■ **EXCERPTED DATA**:
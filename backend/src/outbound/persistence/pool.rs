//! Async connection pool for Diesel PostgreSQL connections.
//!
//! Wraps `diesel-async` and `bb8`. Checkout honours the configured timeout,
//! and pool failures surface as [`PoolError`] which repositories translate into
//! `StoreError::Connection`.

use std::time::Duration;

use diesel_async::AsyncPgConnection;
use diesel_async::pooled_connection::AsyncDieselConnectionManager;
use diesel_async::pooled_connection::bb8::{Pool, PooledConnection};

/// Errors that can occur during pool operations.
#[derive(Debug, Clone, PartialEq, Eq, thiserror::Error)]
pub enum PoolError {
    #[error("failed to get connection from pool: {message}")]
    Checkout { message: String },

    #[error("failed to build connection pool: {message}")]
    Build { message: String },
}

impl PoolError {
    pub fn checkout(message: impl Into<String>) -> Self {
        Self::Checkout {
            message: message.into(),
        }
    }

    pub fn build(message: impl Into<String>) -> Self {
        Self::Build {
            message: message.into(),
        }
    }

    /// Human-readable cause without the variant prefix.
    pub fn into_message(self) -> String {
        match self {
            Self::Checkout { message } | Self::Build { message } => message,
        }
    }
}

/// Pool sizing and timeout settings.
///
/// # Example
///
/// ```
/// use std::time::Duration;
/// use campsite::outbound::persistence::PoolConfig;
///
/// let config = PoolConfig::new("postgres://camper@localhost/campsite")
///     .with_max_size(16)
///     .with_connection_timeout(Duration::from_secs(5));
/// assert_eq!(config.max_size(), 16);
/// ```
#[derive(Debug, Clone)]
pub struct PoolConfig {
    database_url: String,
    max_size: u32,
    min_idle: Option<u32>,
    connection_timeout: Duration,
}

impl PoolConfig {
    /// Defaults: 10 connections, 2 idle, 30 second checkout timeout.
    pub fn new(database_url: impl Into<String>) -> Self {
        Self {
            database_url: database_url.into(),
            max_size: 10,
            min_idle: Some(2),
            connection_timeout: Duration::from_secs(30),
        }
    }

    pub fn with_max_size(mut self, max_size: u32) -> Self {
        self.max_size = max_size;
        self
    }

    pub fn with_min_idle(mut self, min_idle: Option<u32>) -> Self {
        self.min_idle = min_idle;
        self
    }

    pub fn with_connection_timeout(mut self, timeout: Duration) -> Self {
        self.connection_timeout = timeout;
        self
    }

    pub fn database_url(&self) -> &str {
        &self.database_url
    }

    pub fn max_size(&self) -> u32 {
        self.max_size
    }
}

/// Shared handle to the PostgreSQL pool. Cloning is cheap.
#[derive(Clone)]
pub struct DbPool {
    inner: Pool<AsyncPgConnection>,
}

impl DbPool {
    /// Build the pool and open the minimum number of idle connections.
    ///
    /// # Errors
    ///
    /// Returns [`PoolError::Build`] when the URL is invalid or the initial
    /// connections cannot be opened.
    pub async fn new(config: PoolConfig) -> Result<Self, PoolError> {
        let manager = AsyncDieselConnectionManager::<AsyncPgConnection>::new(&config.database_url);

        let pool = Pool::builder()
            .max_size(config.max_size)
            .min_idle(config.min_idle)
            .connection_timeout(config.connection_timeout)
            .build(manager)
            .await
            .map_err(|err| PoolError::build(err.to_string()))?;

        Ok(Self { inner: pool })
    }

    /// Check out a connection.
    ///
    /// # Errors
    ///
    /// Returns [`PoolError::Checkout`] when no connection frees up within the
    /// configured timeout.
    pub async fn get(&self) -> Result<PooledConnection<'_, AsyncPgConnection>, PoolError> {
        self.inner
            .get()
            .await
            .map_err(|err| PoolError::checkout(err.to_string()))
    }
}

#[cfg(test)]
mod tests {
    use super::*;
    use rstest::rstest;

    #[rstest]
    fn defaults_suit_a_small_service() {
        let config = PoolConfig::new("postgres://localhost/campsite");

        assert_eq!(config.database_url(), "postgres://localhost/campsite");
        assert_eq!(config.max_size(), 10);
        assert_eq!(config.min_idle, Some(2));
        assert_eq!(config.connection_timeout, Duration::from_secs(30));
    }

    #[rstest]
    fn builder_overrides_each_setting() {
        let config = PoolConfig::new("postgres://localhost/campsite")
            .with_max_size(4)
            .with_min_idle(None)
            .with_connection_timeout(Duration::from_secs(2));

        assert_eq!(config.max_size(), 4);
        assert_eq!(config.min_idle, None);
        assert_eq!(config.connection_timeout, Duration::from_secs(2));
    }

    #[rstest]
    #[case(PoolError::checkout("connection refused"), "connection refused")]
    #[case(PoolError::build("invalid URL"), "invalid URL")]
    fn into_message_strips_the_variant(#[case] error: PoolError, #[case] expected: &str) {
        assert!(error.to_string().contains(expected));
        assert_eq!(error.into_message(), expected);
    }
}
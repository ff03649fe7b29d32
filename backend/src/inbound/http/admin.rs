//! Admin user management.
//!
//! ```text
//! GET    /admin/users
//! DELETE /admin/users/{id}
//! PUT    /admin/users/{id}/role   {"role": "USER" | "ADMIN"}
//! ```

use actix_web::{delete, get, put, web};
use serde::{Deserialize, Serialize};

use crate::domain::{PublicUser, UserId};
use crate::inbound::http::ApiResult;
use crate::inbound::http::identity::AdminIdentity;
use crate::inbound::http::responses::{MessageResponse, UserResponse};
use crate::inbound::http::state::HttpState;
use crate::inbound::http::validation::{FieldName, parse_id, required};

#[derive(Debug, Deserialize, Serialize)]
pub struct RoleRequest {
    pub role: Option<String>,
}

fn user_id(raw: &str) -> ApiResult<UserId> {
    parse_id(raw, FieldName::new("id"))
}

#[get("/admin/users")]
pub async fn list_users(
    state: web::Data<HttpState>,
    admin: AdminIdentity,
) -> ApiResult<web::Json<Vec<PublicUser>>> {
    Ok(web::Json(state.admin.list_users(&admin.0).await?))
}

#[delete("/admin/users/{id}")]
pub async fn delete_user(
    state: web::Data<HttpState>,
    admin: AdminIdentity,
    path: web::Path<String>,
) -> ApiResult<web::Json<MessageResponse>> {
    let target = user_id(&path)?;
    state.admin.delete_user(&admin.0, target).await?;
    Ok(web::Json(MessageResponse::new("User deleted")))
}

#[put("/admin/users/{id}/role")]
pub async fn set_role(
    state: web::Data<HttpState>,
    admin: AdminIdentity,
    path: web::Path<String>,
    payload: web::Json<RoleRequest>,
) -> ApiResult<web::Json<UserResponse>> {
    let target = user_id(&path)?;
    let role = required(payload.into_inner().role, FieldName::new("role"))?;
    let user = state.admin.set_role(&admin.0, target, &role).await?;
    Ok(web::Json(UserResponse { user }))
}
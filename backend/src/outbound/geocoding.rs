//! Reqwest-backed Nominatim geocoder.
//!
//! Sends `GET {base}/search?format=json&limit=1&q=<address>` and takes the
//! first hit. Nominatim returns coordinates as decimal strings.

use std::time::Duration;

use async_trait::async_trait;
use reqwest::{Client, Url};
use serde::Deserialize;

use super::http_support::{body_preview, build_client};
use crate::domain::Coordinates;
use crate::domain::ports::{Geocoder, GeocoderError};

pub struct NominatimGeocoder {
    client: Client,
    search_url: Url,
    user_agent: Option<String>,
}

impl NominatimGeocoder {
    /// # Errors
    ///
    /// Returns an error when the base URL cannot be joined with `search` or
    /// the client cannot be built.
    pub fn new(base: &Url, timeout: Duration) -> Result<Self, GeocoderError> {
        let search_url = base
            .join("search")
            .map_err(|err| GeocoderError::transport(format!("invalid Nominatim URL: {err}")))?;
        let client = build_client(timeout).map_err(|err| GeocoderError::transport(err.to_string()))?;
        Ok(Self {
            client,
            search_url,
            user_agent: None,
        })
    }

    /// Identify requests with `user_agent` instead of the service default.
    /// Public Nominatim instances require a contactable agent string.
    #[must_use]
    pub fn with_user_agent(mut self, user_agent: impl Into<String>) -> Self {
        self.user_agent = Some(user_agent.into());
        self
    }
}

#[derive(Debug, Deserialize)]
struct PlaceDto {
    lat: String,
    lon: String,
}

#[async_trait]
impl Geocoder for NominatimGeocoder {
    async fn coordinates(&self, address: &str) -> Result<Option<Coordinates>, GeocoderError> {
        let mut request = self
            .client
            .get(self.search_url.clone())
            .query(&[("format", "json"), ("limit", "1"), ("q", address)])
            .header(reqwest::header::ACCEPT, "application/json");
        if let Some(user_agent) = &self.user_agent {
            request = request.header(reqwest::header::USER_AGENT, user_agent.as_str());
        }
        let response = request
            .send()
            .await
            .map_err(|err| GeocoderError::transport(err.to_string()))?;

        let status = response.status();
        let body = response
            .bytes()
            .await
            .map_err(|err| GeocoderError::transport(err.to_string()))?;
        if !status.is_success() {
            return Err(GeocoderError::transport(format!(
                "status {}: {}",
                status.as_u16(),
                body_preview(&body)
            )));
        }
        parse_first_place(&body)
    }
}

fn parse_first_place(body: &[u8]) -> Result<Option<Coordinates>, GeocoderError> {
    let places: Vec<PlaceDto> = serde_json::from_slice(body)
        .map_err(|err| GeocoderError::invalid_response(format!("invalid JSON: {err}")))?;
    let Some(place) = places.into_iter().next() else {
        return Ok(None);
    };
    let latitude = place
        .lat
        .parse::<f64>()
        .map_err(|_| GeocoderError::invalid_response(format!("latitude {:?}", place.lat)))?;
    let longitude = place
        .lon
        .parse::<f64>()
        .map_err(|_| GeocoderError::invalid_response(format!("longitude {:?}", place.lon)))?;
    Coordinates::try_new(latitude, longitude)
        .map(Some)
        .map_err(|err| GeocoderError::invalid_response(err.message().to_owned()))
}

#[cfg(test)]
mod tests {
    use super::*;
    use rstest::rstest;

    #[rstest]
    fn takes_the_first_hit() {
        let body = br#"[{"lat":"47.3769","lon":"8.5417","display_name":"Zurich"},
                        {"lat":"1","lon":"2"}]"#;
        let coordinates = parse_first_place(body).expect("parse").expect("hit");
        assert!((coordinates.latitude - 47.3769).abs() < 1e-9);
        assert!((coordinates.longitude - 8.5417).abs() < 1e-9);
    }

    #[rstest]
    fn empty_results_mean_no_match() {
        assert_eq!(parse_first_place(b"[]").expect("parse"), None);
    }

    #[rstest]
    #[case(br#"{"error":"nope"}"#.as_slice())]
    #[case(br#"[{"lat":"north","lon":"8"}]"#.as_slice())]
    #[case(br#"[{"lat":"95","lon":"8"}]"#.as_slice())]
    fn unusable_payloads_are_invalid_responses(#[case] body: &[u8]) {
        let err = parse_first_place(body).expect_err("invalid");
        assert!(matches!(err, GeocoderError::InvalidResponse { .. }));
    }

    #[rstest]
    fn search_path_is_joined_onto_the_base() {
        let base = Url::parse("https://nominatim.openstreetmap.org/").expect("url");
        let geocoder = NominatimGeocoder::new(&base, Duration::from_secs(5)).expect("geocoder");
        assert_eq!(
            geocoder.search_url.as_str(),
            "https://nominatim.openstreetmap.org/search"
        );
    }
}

■ **WHAT THIS TASK INVOLVES**: Please state how many lines in the records contain the word "longitude", and give only that number.

■ **TASK RESPONSE**: 4